Nonetheless, the delegate added, the Organization of the Petroleum Exporting Countries is unlikely to cut output.
LOWER INVESTMENT
Iraqi exports were held back by decades of war and sanctions. The growth follows investment by oil companies in the southern oilfields and the restart of northern exports.
Southern shipments jumped in June after Iraq split the crude stream into two grades, Basra Heavy and Basra Light, to resolve quality issues.

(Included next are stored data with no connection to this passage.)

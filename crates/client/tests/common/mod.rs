//! Common test utilities for integration tests.
//!
//! Shared helpers for building a [`BcClient`] pointed at a wiremock server
//! and for mounting the token endpoint.
//!
//! # Invariants
//! - Fixtures are loaded from the `fixtures/` directory relative to the crate root
//! - Both base URLs of a test client point at the same mock server
//!
//! # What this does NOT handle
//! - Resource endpoint mocks (mounted by each test)

#[allow(unused_imports)]
pub use bc_client::testing::load_fixture;

#[allow(unused_imports)]
pub use bc_client::{BcClient, endpoints};
#[allow(unused_imports)]
pub use bc_config::{ClientCredentials, TargetConfig};
#[allow(unused_imports)]
pub use wiremock::{Mock, MockServer, ResponseTemplate};

use wiremock::matchers::{method, path};

/// Tenant used by [`credentials`].
#[allow(dead_code)]
pub const TENANT: &str = "contoso-tenant";

/// Access token served by the token fixture.
#[allow(dead_code)]
pub const FIXTURE_TOKEN: &str = "eyJ0eXAiOiJKV1QiLCJhbGciOiJSUzI1NiJ9.test-payload.test-signature";

/// A complete credential triple for [`TENANT`].
#[allow(dead_code)]
pub fn credentials() -> ClientCredentials {
    ClientCredentials::new(TENANT, "my-client", "my-secret")
}

/// Client whose identity and API base URLs both point at `server`.
#[allow(dead_code)]
pub fn client_for(server: &MockServer) -> BcClient {
    BcClient::builder()
        .auth_base_url(server.uri())
        .api_base_url(server.uri())
        .build()
        .expect("test client should build")
}

/// URI of a local port with no listener, so connections are refused.
#[allow(dead_code)]
pub fn closed_port_uri() -> String {
    let listener = std::net::TcpListener::bind("127.0.0.1:0").expect("bind ephemeral port");
    let port = listener.local_addr().expect("local addr").port();
    drop(listener);
    format!("http://127.0.0.1:{port}")
}

/// Mount the token endpoint for [`TENANT`] answering with the success fixture.
#[allow(dead_code)]
pub async fn mount_token_success(server: &MockServer, expected_calls: u64) {
    Mock::given(method("POST"))
        .and(path(format!("/{TENANT}/oauth2/v2.0/token")))
        .respond_with(
            ResponseTemplate::new(200).set_body_json(load_fixture("token/token_success.json")),
        )
        .expect(expected_calls)
        .mount(server)
        .await;
}
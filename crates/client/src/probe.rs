//! Ordered endpoint probing.
//!
//! Candidates are requested one at a time, in order, and probing stops at the
//! first 2xx response. A non-2xx status moves on to the next candidate; a
//! transport failure aborts the probe.

use std::time::Duration;

use reqwest::Client;
use serde::Serialize;
use tracing::debug;

use crate::auth::AccessToken;
use crate::endpoints::{GetOptions, ResponseBody, auth_get};
use crate::error::Result;

/// A labelled URL to try. Position in the candidate list is its priority.
#[derive(Debug, Clone, PartialEq, Eq, Serialize)]
pub struct EndpointCandidate {
    pub label: String,
    pub url: String,
}

impl EndpointCandidate {
    pub fn new(label: impl Into<String>, url: impl Into<String>) -> Self {
        Self {
            label: label.into(),
            url: url.into(),
        }
    }
}

/// The first candidate that answered with a 2xx status.
#[derive(Debug, Clone, PartialEq, Serialize)]
pub struct ProbeResult {
    pub label: String,
    pub url: String,
    pub status: u16,
    pub data: ResponseBody,
}

/// Try each candidate in order and return the first success.
///
/// Returns `Ok(None)` when every candidate answered with a non-2xx status,
/// or when `candidates` is empty.
pub async fn probe_endpoints(
    client: &Client,
    token: &AccessToken,
    candidates: &[EndpointCandidate],
    timeout: Duration,
) -> Result<Option<ProbeResult>> {
    let options = GetOptions::default();

    for candidate in candidates {
        let response = auth_get(client, &candidate.url, token, &options, timeout).await?;

        if response.is_success() {
            debug!(label = %candidate.label, status = response.status, "Candidate succeeded");
            return Ok(Some(ProbeResult {
                label: candidate.label.clone(),
                url: candidate.url.clone(),
                status: response.status,
                data: response.body,
            }));
        }

        debug!(label = %candidate.label, status = response.status, "Candidate failed, trying next");
    }

    debug!(tried = candidates.len(), "No candidate succeeded");
    Ok(None)
}
//! Tests for the configuration loader builder.
//!
//! Responsibilities:
//! - Test builder methods and defaults.
//! - Test environment variable handling and precedence.
//! - Test timeout and base URL validation.
//! - Test dotenv loading.
//!
//! Invariants:
//! - Tests use `serial_test` to prevent environment variable pollution.
//! - Tests touching cwd also hold `global_test_lock()`.

use std::sync::Mutex;

pub mod basic_tests;
pub mod dotenv_tests;

/// Returns the global test lock for environment variable isolation.
pub fn env_lock() -> &'static Mutex<()> {
    crate::test_util::global_test_lock()
}

/// Every variable `apply_env` reads, unset. Used to isolate tests from the host.
pub fn cleared_bc_env() -> Vec<(&'static str, Option<&'static str>)> {
    use crate::loader::env::*;
    vec![
        (ENV_TENANT_ID, None),
        (ENV_CLIENT_ID, None),
        (ENV_CLIENT_SECRET, None),
        (ENV_TARGET_TENANT, None),
        (ENV_ENVIRONMENT, None),
        (ENV_TIMEOUT, None),
        (ENV_AUTH_BASE_URL, None),
        (ENV_API_BASE_URL, None),
    ]
}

This has allowed some companies such as Lukoil to increase production.
Other companies including BP, Royal Dutch Shell , ExxonMobil and Eni operate in the southern oilfields under service contracts, whereby they are paid a fixed dollar fee for production.

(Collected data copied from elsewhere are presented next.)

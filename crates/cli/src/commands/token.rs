//! Token command implementation.

use anyhow::Result;
use bc_client::{Action, ActionOutcome, InspectorSession};
use tracing::warn;

use crate::formatters::{OutputFormat, format_token};

pub async fn run(
    mut session: InspectorSession,
    refresh: bool,
    show: bool,
    format: OutputFormat,
) -> Result<()> {
    let outcome = session
        .handle(Action::Authenticate {
            force_refresh: refresh,
        })
        .await?;

    let ActionOutcome::TokenAcquired(token) = outcome else {
        anyhow::bail!("Unexpected outcome for token request");
    };

    if token.is_empty() {
        warn!("Token endpoint answered 200 without an access_token field");
    }

    print!("{}", format_token(&token, show, format)?);
    Ok(())
}
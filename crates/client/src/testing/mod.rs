//! Testing utilities for Business Central client tests.
//!
//! Available when running tests or when the `test-utils` feature is enabled.
//!
//! # Example
//! ```ignore
//! use bc_client::testing::load_fixture;
//!
//! let fixture = load_fixture("companies/list_companies.json");
//! ```

use std::path::Path;

/// Load a JSON fixture file from the fixtures directory.
///
/// # Arguments
/// * `fixture_path` - Relative path within the fixtures directory (e.g., "token/token_success.json")
///
/// # Panics
/// - If the fixture file cannot be read
/// - If the file content is not valid JSON
pub fn load_fixture(fixture_path: &str) -> serde_json::Value {
    let manifest_dir = Path::new(env!("CARGO_MANIFEST_DIR"));
    let full_path = manifest_dir.join("fixtures").join(fixture_path);
    let content = std::fs::read_to_string(&full_path)
        .unwrap_or_else(|_| panic!("Failed to load fixture: {}", full_path.display()));
    serde_json::from_str(&content).expect("Invalid JSON in fixture")
}
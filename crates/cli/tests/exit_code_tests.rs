//! Integration tests for structured exit codes.
//!
//! These tests verify that bc-inspector returns the correct exit codes
//! for different failure modes, enabling reliable shell scripting.

mod common;

use common::*;
use predicates::prelude::*;
use wiremock::matchers::{method, path};
use wiremock::{Mock, MockServer, ResponseTemplate};

/// Test that successful commands return exit code 0.
#[tokio::test]
async fn test_success_returns_exit_code_0() {
    let server = MockServer::start().await;
    mount_token(&server).await;

    bc_cmd_with_server(&server.uri())
        .arg("token")
        .assert()
        .code(0);
}

/// Test that a rejected token request returns exit code 2 with status and body.
#[tokio::test]
async fn test_auth_failure_returns_exit_code_2() {
    let server = MockServer::start().await;

    Mock::given(method("POST"))
        .respond_with(ResponseTemplate::new(401).set_body_string(r#"{"error":"invalid_client"}"#))
        .mount(&server)
        .await;

    bc_cmd_with_server(&server.uri())
        .arg("token")
        .assert()
        .code(2)
        .stderr(predicate::str::contains(r#"Token error 401: {"error":"invalid_client"}"#));
}

/// Test that an unreachable identity platform returns exit code 3.
#[test]
fn test_connection_refused_returns_exit_code_3() {
    bc_cmd_with_server(&closed_port_uri())
        .arg("token")
        .assert()
        .code(3)
        .stderr(predicate::str::contains("Token exception: "));
}

/// Test that exhausting every candidate returns exit code 4.
#[tokio::test]
async fn test_nothing_found_returns_exit_code_4() {
    let server = MockServer::start().await;
    mount_token(&server).await;

    Mock::given(method("GET"))
        .respond_with(ResponseTemplate::new(404))
        .mount(&server)
        .await;

    bc_cmd_with_server(&server.uri())
        .args(["--environment", "Production", "companies"])
        .assert()
        .code(4)
        .stdout(predicate::str::is_empty())
        .stderr(predicate::str::contains("No endpoint returned companies"));
}

/// Test that missing credentials return exit code 5 without any request.
#[tokio::test]
async fn test_missing_credentials_returns_exit_code_5() {
    let server = MockServer::start().await;

    bc_cmd()
        .env("BC_AUTH_BASE_URL", server.uri())
        .env("BC_TENANT_ID", TENANT)
        .arg("token")
        .assert()
        .code(5)
        .stderr(predicate::str::contains("Missing tenant/client/secret."));

    assert!(server.received_requests().await.unwrap().is_empty());
}

/// Test that a missing environment returns exit code 5.
#[tokio::test]
async fn test_missing_environment_returns_exit_code_5() {
    let server = MockServer::start().await;
    mount_token(&server).await;

    bc_cmd_with_server(&server.uri())
        .arg("companies")
        .assert()
        .code(5)
        .stderr(predicate::str::contains("environment"));
}

/// Test that an out-of-range timeout returns exit code 5.
#[test]
fn test_timeout_out_of_range_returns_exit_code_5() {
    bc_cmd()
        .args(["--timeout", "90", "config"])
        .assert()
        .code(5)
        .stderr(predicate::str::contains("timeout"));
}

/// Test that a malformed BC_TIMEOUT returns exit code 5.
#[test]
fn test_invalid_timeout_env_returns_exit_code_5() {
    bc_cmd()
        .env("BC_TIMEOUT", "soon")
        .arg("config")
        .assert()
        .code(5)
        .stderr(predicate::str::contains("BC_TIMEOUT"));
}

/// Test that an invalid base URL returns exit code 5.
#[test]
fn test_invalid_base_url_returns_exit_code_5() {
    bc_cmd()
        .args(["--api-base-url", "ftp://example.com", "config"])
        .assert()
        .code(5);
}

The more than halving of oil prices from over $100 a barrel since mid-2014 and the government’s costly battle against Islamic State have made it harder to pay oil companies, leading to spending cuts.
BP cut its development budget for the Rumaila oilfield by $1 billion to $2.5 billion this year, and the company is cautious on the prospect for significant extra Iraqi production in 2016.
“It is difficult to see a massive ramp-up in production next year,” said BP’s head for the Middle East, Michael Townshend.
Shell is not expecting any growth at the Majnoon field, where it is in charge. “At the moment we are looking at stable levels at Majnoon,” said Shell’s integrated gas director, Maarten Wetselaar.
Other executives working in southern Iraq also see flat production next year, and some warn of a dip by the second half of 2017 due to lack of investment.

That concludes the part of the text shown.